Trinta anos depois, uma nova tradução de Keynes
É sempre melhor ler John Maynard Keynes (1883-1946), no original, em inglês. O pai da macroeconomia tem um texto muito confuso e até enigmático às vezes. Traduzir A Teoria Geral do Emprego, do Juro e da Moeda é um desafio e tanto em qualquer idioma.
Por aqui, desde a década de 1980, apenas duas versões foram lançadas no mercado. Uma da coleção Os Economistas, da Abril Cultural (1983), e outra da Editora Atlas (1982). As duas têm falhas, nunca mais foram reeditadas e só reforçaram o uso do texto em inglês pelos estudantes de pós-graduação em Economia.
Só para se ter uma ideia, na edição da Abril, o famoso “espírito animal” de Keynes virou “otimismo espontâneo”.

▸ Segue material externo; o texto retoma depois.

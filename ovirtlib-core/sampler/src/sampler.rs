//! 带超时的周期采样器

use std::future::Future;
use std::time::Duration;

use futures_util::stream::{self, Stream};
use tokio::time::Instant;
use tracing::{debug, trace};

use crate::config::SamplerConfig;
use crate::{Result, SamplerError};

/// 带超时的周期采样器
///
/// 第一次采样立即执行；之后每次采样前先休眠 `interval`。
/// 若"已耗时 + 下一次间隔"超过 `timeout`，返回 [`SamplerError::Timeout`]。
/// 超时为 0 时只采样一次；间隔为 0 时通过让出执行权保证前进。
pub struct TimeoutingSampler<F> {
    /// 生产函数，参数通过闭包捕获
    func: F,

    /// 总超时
    timeout: Duration,

    /// 采样间隔
    interval: Duration,

    /// 第一次采样的时间点
    started: Option<Instant>,

    /// 已执行的采样次数
    attempts: u32,
}

impl<F, Fut, T> TimeoutingSampler<F>
where
    F: FnMut() -> Fut,
    Fut: Future<Output = T>,
{
    /// 创建新的采样器
    pub fn new(timeout: Duration, interval: Duration, func: F) -> Self {
        Self {
            func,
            timeout,
            interval,
            started: None,
            attempts: 0,
        }
    }

    /// 使用配置创建采样器
    pub fn from_config(config: &SamplerConfig, func: F) -> Self {
        Self::new(config.timeout(), config.interval(), func)
    }

    pub fn timeout(&self) -> Duration {
        self.timeout
    }

    pub fn interval(&self) -> Duration {
        self.interval
    }

    /// 已执行的采样次数
    pub fn attempts(&self) -> u32 {
        self.attempts
    }

    /// 自第一次采样以来的耗时
    pub fn elapsed(&self) -> Duration {
        self.started
            .map(|started| Instant::now().saturating_duration_since(started))
            .unwrap_or_default()
    }

    /// 获取下一个采样结果
    ///
    /// 超时后每次调用都返回 [`SamplerError::Timeout`]。
    pub async fn next_sample(&mut self) -> Result<T> {
        match self.started {
            None => {
                self.started = Some(Instant::now());
            }
            Some(_) => {
                let elapsed = self.elapsed();
                if self.timeout.is_zero() || elapsed.saturating_add(self.interval) > self.timeout {
                    debug!(
                        "采样超时: 已耗时 {:?}, 超时 {:?}, 共 {} 次",
                        elapsed, self.timeout, self.attempts
                    );
                    return Err(SamplerError::Timeout {
                        timeout: self.timeout,
                        attempts: self.attempts,
                    });
                }

                if self.interval.is_zero() {
                    tokio::task::yield_now().await;
                } else {
                    tokio::time::sleep(self.interval).await;
                }
            }
        }

        self.attempts += 1;
        trace!("第 {} 次采样", self.attempts);
        Ok((self.func)().await)
    }

    /// 转换为异步流
    ///
    /// 流在产出超时错误后结束。
    pub fn into_stream(self) -> impl Stream<Item = Result<T>> {
        stream::unfold(Some(self), |state| async move {
            let Some(mut sampler) = state else {
                return None;
            };
            let item = sampler.next_sample().await;
            let next = if item.is_ok() { Some(sampler) } else { None };
            Some((item, next))
        })
    }
}

#[cfg(test)]
mod tests {
    use super::*;

    #[tokio::test(start_paused = true)]
    async fn test_first_sample_is_immediate() {
        let start = Instant::now();
        let mut sampler = TimeoutingSampler::new(
            Duration::from_secs(5),
            Duration::from_secs(1),
            || async { 7 },
        );

        assert_eq!(sampler.next_sample().await, Ok(7));
        assert_eq!(sampler.attempts(), 1);
        assert_eq!(start.elapsed(), Duration::ZERO);
    }

    #[tokio::test(start_paused = true)]
    async fn test_zero_timeout_single_attempt() {
        let mut sampler =
            TimeoutingSampler::new(Duration::ZERO, Duration::from_secs(1), || async { () });

        assert!(sampler.next_sample().await.is_ok());
        assert_eq!(
            sampler.next_sample().await,
            Err(SamplerError::Timeout {
                timeout: Duration::ZERO,
                attempts: 1
            })
        );
    }

    #[tokio::test(start_paused = true)]
    async fn test_huge_interval_times_out() {
        let mut sampler =
            TimeoutingSampler::new(Duration::from_secs(5), Duration::MAX, || async { 1 });

        assert_eq!(sampler.next_sample().await, Ok(1));
        assert_eq!(
            sampler.next_sample().await,
            Err(SamplerError::Timeout {
                timeout: Duration::from_secs(5),
                attempts: 1
            })
        );
    }
}
//! ovirtlib 采样器
//!
//! 在给定的总超时时间内，按固定间隔反复调用一个生产函数，
//! 以惰性序列的形式逐个返回结果。超时后返回独立的
//! [`SamplerError::Timeout`]，调用方据此区分"正常结束"与"等待超时"。
//!
//! # 示例
//!
//! ```ignore
//! use std::time::Duration;
//! use ovirtlib_sampler::{TimeoutingSampler, SamplerError};
//!
//! let mut sampler = TimeoutingSampler::new(
//!     Duration::from_secs(10),
//!     Duration::from_secs(1),
//!     || async { check_vm_up().await },
//! );
//!
//! loop {
//!     match sampler.next_sample().await {
//!         Ok(true) => break,
//!         Ok(false) => continue,
//!         Err(SamplerError::Timeout { .. }) => return Err(..),
//!         Err(e) => return Err(e.into()),
//!     }
//! }
//! ```

pub mod config;
pub mod sampler;

pub use config::SamplerConfig;
pub use sampler::TimeoutingSampler;

use std::time::Duration;
use thiserror::Error;

/// 采样器错误
#[derive(Error, Debug, Clone, PartialEq, Eq)]
pub enum SamplerError {
    #[error("采样超时: {timeout:?} 内共尝试 {attempts} 次")]
    Timeout {
        /// 配置的总超时
        timeout: Duration,
        /// 超时前已执行的采样次数
        attempts: u32,
    },

    #[error("配置错误: {0}")]
    Config(String),
}

pub type Result<T> = std::result::Result<T, SamplerError>;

Agora, talvez pelo senso de oportunidade suscitado pela crise mundial, na qual todo o planeta virou keynesiano, a Editora Saraiva está lançando uma edição da Teoria Geral, como se sabe, o livro referência do pensamento do profícuo autor.
Os tradutores da edição da Saraiva (412 páginas, R$ 79,00) são Manuel Resende e Alda Couto (revisão técnica), ambos portugueses.